//! Line-oriented terminal implementation of `UserInterface`.

use std::io::{self, BufRead, Write};
use taskpad_core::{Frame, Notice, UserInterface};

/// Prompt answer that clears the field instead of keeping it.
pub const CLEAR_ANSWER: &str = "-";

/// Keeps only the latest frame; each render replaces the previous one and
/// the host prints it once the command is done.
pub struct TerminalUi<R, W> {
    input: R,
    output: W,
    assume_yes: bool,
    frame: Option<Frame>,
}

impl<R: BufRead, W: Write> TerminalUi<R, W> {
    pub fn new(input: R, output: W) -> Self {
        Self {
            input,
            output,
            assume_yes: false,
            frame: None,
        }
    }

    /// Answers every confirmation with yes without reading input.
    pub fn assume_yes(&mut self, value: bool) {
        self.assume_yes = value;
    }

    /// Reads one line without its terminator; `None` on EOF or read error.
    fn read_line(&mut self) -> Option<String> {
        let mut line = String::new();
        match self.input.read_line(&mut line) {
            Ok(0) | Err(_) => None,
            Ok(_) => {
                let trimmed_len = line.trim_end_matches(['\n', '\r']).len();
                line.truncate(trimmed_len);
                Some(line)
            }
        }
    }

    /// Prints the latest frame, if one was rendered since the last call.
    pub fn print_frame(&mut self) -> io::Result<()> {
        if let Some(frame) = self.frame.take() {
            write!(self.output, "{frame}")?;
        }
        self.output.flush()
    }

    pub fn println(&mut self, line: &str) -> io::Result<()> {
        writeln!(self.output, "{line}")
    }

    fn ask(&mut self, question: &str) -> Option<String> {
        // A failed write still lets the user answer.
        let _ = write!(self.output, "{question} ");
        let _ = self.output.flush();
        self.read_line()
    }
}

impl<R: BufRead, W: Write> UserInterface for TerminalUi<R, W> {
    fn render(&mut self, frame: &Frame) {
        self.frame = Some(frame.clone());
    }

    fn confirm(&mut self, message: &str) -> bool {
        if self.assume_yes {
            return true;
        }
        self.ask(&format!("{message} [y/N]"))
            .map(|answer| matches!(answer.trim().to_ascii_lowercase().as_str(), "y" | "yes"))
            .unwrap_or(false)
    }

    /// Empty keeps `initial`, `-` clears the field, EOF cancels.
    fn prompt(&mut self, message: &str, initial: &str) -> Option<String> {
        let answer = self.ask(&format!("{message} [{initial}]"))?;
        match answer.as_str() {
            "" => Some(initial.to_string()),
            CLEAR_ANSWER => Some(String::new()),
            _ => Some(answer),
        }
    }

    fn notify(&mut self, notice: &Notice) {
        let _ = writeln!(self.output, "{notice}");
    }
}

#[cfg(test)]
mod tests {
    use super::TerminalUi;
    use std::io::Cursor;
    use taskpad_core::{render_frame, Notice, UserInterface};

    fn ui(input: &str) -> TerminalUi<Cursor<Vec<u8>>, Vec<u8>> {
        TerminalUi::new(Cursor::new(input.as_bytes().to_vec()), Vec::new())
    }

    #[test]
    fn confirm_accepts_only_explicit_yes() {
        let mut terminal = ui("y\nno\n\n");
        assert!(terminal.confirm("Delete?"));
        assert!(!terminal.confirm("Delete?"));
        assert!(!terminal.confirm("Delete?"));
        assert!(!terminal.confirm("Delete?"));
    }

    #[test]
    fn assume_yes_skips_input() {
        let mut terminal = ui("");
        terminal.assume_yes(true);
        assert!(terminal.confirm("Delete?"));
    }

    #[test]
    fn prompt_keeps_initial_on_empty_answer_and_cancels_on_eof() {
        let mut terminal = ui("\r\nRenamed\n");
        assert_eq!(terminal.prompt("Title:", "Old").as_deref(), Some("Old"));
        assert_eq!(
            terminal.prompt("Title:", "Old").as_deref(),
            Some("Renamed")
        );
        assert_eq!(terminal.prompt("Title:", "Old"), None);
    }

    #[test]
    fn dash_answer_clears_the_field() {
        let mut terminal = ui("-\n");
        assert_eq!(
            terminal.prompt("Edit project description:", "Ship v1").as_deref(),
            Some("")
        );
    }

    #[test]
    fn only_latest_frame_is_printed() {
        let mut terminal = ui("");
        terminal.render(&render_frame(&[], &[], "first"));
        terminal.render(&render_frame(&[], &[], "second"));
        terminal.notify(&Notice::NotesSaved);
        terminal.print_frame().unwrap();
        terminal.print_frame().unwrap();

        let printed = String::from_utf8(terminal.output.clone()).unwrap();
        assert!(printed.contains("Notes saved successfully!"));
        assert!(printed.contains("second"));
        assert!(!printed.contains("first"));
        assert_eq!(printed.matches("== Todos").count(), 1);
    }
}
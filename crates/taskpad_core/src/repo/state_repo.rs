//! State repository over a `KvStore`.

use crate::model::project::Project;
use crate::model::todo::Todo;
use crate::storage::{KvStore, StoreError, NOTES_KEY, PROJECTS_KEY, TODOS_KEY};
use log::{debug, warn};
use serde::de::DeserializeOwned;
use serde::Serialize;
use std::error::Error;
use std::fmt::{Display, Formatter};

pub type RepoResult<T> = Result<T, RepoError>;

/// Error for typed state persistence.
#[derive(Debug)]
pub enum RepoError {
    Store(StoreError),
    Encode(serde_json::Error),
}

impl Display for RepoError {
    fn fmt(&self, f: &mut Formatter<'_>) -> std::fmt::Result {
        match self {
            Self::Store(err) => write!(f, "{err}"),
            Self::Encode(err) => write!(f, "failed to encode state: {err}"),
        }
    }
}

impl Error for RepoError {
    fn source(&self) -> Option<&(dyn Error + 'static)> {
        match self {
            Self::Store(err) => Some(err),
            Self::Encode(err) => Some(err),
        }
    }
}

impl From<StoreError> for RepoError {
    fn from(value: StoreError) -> Self {
        Self::Store(value)
    }
}

impl From<serde_json::Error> for RepoError {
    fn from(value: serde_json::Error) -> Self {
        Self::Encode(value)
    }
}

/// Everything read from storage at session start.
#[derive(Debug, Clone, Default, PartialEq, Eq)]
pub struct LoadedState {
    pub todos: Vec<Todo>,
    pub projects: Vec<Project>,
    pub notes: String,
}

/// Typed load/save of the three persisted blobs.
pub struct StateRepository<S: KvStore> {
    store: S,
}

impl<S: KvStore> StateRepository<S> {
    pub fn new(store: S) -> Self {
        Self { store }
    }

    /// Loads all collections, substituting empty values for anything
    /// missing, unreadable or malformed.
    pub fn load(&self) -> LoadedState {
        LoadedState {
            todos: self.load_collection(TODOS_KEY),
            projects: self.load_collection(PROJECTS_KEY),
            notes: self.load_notes(),
        }
    }

    pub fn load_todos(&self) -> Vec<Todo> {
        self.load_collection(TODOS_KEY)
    }

    pub fn load_projects(&self) -> Vec<Project> {
        self.load_collection(PROJECTS_KEY)
    }

    pub fn load_notes(&self) -> String {
        match self.store.get(NOTES_KEY) {
            Ok(value) => value.unwrap_or_default(),
            Err(err) => {
                warn!("event=state_load module=repo status=error key={NOTES_KEY} error={err}");
                String::new()
            }
        }
    }

    pub fn save_todos(&mut self, todos: &[Todo]) -> RepoResult<()> {
        self.save_collection(TODOS_KEY, todos)
    }

    pub fn save_projects(&mut self, projects: &[Project]) -> RepoResult<()> {
        self.save_collection(PROJECTS_KEY, projects)
    }

    /// Stores notes verbatim, without any encoding.
    pub fn save_notes(&mut self, notes: &str) -> RepoResult<()> {
        self.store.set(NOTES_KEY, notes)?;
        debug!(
            "event=state_save module=repo status=ok key={NOTES_KEY} bytes={}",
            notes.len()
        );
        Ok(())
    }

    /// Returns the underlying adapter.
    pub fn store(&self) -> &S {
        &self.store
    }

    pub fn into_store(self) -> S {
        self.store
    }

    fn load_collection<T: DeserializeOwned>(&self, key: &str) -> Vec<T> {
        let raw = match self.store.get(key) {
            Ok(Some(raw)) => raw,
            Ok(None) => return Vec::new(),
            Err(err) => {
                warn!("event=state_load module=repo status=error key={key} error={err}");
                return Vec::new();
            }
        };

        match serde_json::from_str::<Option<Vec<serde_json::Value>>>(&raw) {
            Ok(records) => decode_records(key, records.unwrap_or_default()),
            Err(err) => {
                // Error text carries only position info, never the blob.
                warn!(
                    "event=state_load module=repo status=corrupt key={key} bytes={} line={} column={}",
                    raw.len(),
                    err.line(),
                    err.column()
                );
                Vec::new()
            }
        }
    }

    fn save_collection<T: Serialize>(&mut self, key: &str, items: &[T]) -> RepoResult<()> {
        let encoded = serde_json::to_string(items)?;
        self.store.set(key, &encoded)?;
        debug!(
            "event=state_save module=repo status=ok key={key} items={} bytes={}",
            items.len(),
            encoded.len()
        );
        Ok(())
    }
}

/// Decodes each record on its own; unreadable records are dropped so one
/// bad row does not empty the whole collection.
fn decode_records<T: DeserializeOwned>(key: &str, records: Vec<serde_json::Value>) -> Vec<T> {
    let total = records.len();
    let mut items = Vec::with_capacity(total);
    for (index, record) in records.into_iter().enumerate() {
        match serde_json::from_value::<T>(record) {
            Ok(item) => items.push(item),
            Err(err) => warn!(
                "event=state_load module=repo status=skipped key={key} index={index} total={total} category={:?}",
                err.classify()
            ),
        }
    }
    items
}

#[cfg(test)]
mod tests {
    use super::StateRepository;
    use crate::model::todo::Todo;
    use crate::storage::{KvStore, MemoryKvStore, PROJECTS_KEY, TODOS_KEY};
    use chrono::Utc;

    #[test]
    fn missing_keys_load_as_empty() {
        let repo = StateRepository::new(MemoryKvStore::new());
        let state = repo.load();
        assert!(state.todos.is_empty());
        assert!(state.projects.is_empty());
        assert_eq!(state.notes, "");
    }

    #[test]
    fn malformed_blob_fails_closed() {
        let mut store = MemoryKvStore::new();
        store.set(TODOS_KEY, "{not json").unwrap();
        store.set(PROJECTS_KEY, "[{\"title\": 3}]").unwrap();
        let repo = StateRepository::new(store);
        assert!(repo.load_todos().is_empty());
        assert!(repo.load_projects().is_empty());
    }

    #[test]
    fn unreadable_record_is_dropped_and_the_rest_survive() {
        let mut store = MemoryKvStore::new();
        store
            .set(
                TODOS_KEY,
                r#"[
                    {"text":"keep","completed":false,"date":"2024-03-01T10:00:00Z"},
                    {"text":"bad date","completed":false,"date":"yesterday"},
                    {"text":"undated","completed":true}
                ]"#,
            )
            .unwrap();
        let repo = StateRepository::new(store);

        let todos = repo.load_todos();
        let texts: Vec<&str> = todos.iter().map(|todo| todo.text.as_str()).collect();
        assert_eq!(texts, vec!["keep", "undated"]);
        assert!(todos[1].completed);
    }

    #[test]
    fn json_null_reads_as_empty() {
        let mut store = MemoryKvStore::new();
        store.set(TODOS_KEY, "null").unwrap();
        let repo = StateRepository::new(store);
        assert!(repo.load_todos().is_empty());
    }

    #[test]
    fn saved_todos_are_a_json_array() {
        let mut repo = StateRepository::new(MemoryKvStore::new());
        repo.save_todos(&[Todo::new("a", Utc::now())]).unwrap();
        let raw = repo.store().raw(TODOS_KEY).unwrap();
        assert!(raw.starts_with('['));
        assert!(raw.contains("\"text\":\"a\""));
        assert!(raw.contains("\"date\""));
    }
}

* **What is needed**
Could you please copy the lines of the listing above exactly, from its first line through the line bearing "impl<R: BufRead, W: Write> TerminalUi<R, W>", and nothing more?

* **Problem solution**
//! Line-oriented terminal implementation of `UserInterface`.

use std::io::{self, BufRead, Write};
use taskpad_core::{Frame, Notice, UserInterface};

/// Prompt answer that clears the field instead of keeping it.
pub const CLEAR_ANSWER: &str = "-";

/// Keeps only the latest frame; each render replaces the previous one and
/// the host prints it once the command is done.
pub struct TerminalUi<R, W> {
    input: R,
    output: W,
    assume_yes: bool,
    frame: Option<Frame>,
}

impl<R: BufRead, W: Write> TerminalUi<R, W> {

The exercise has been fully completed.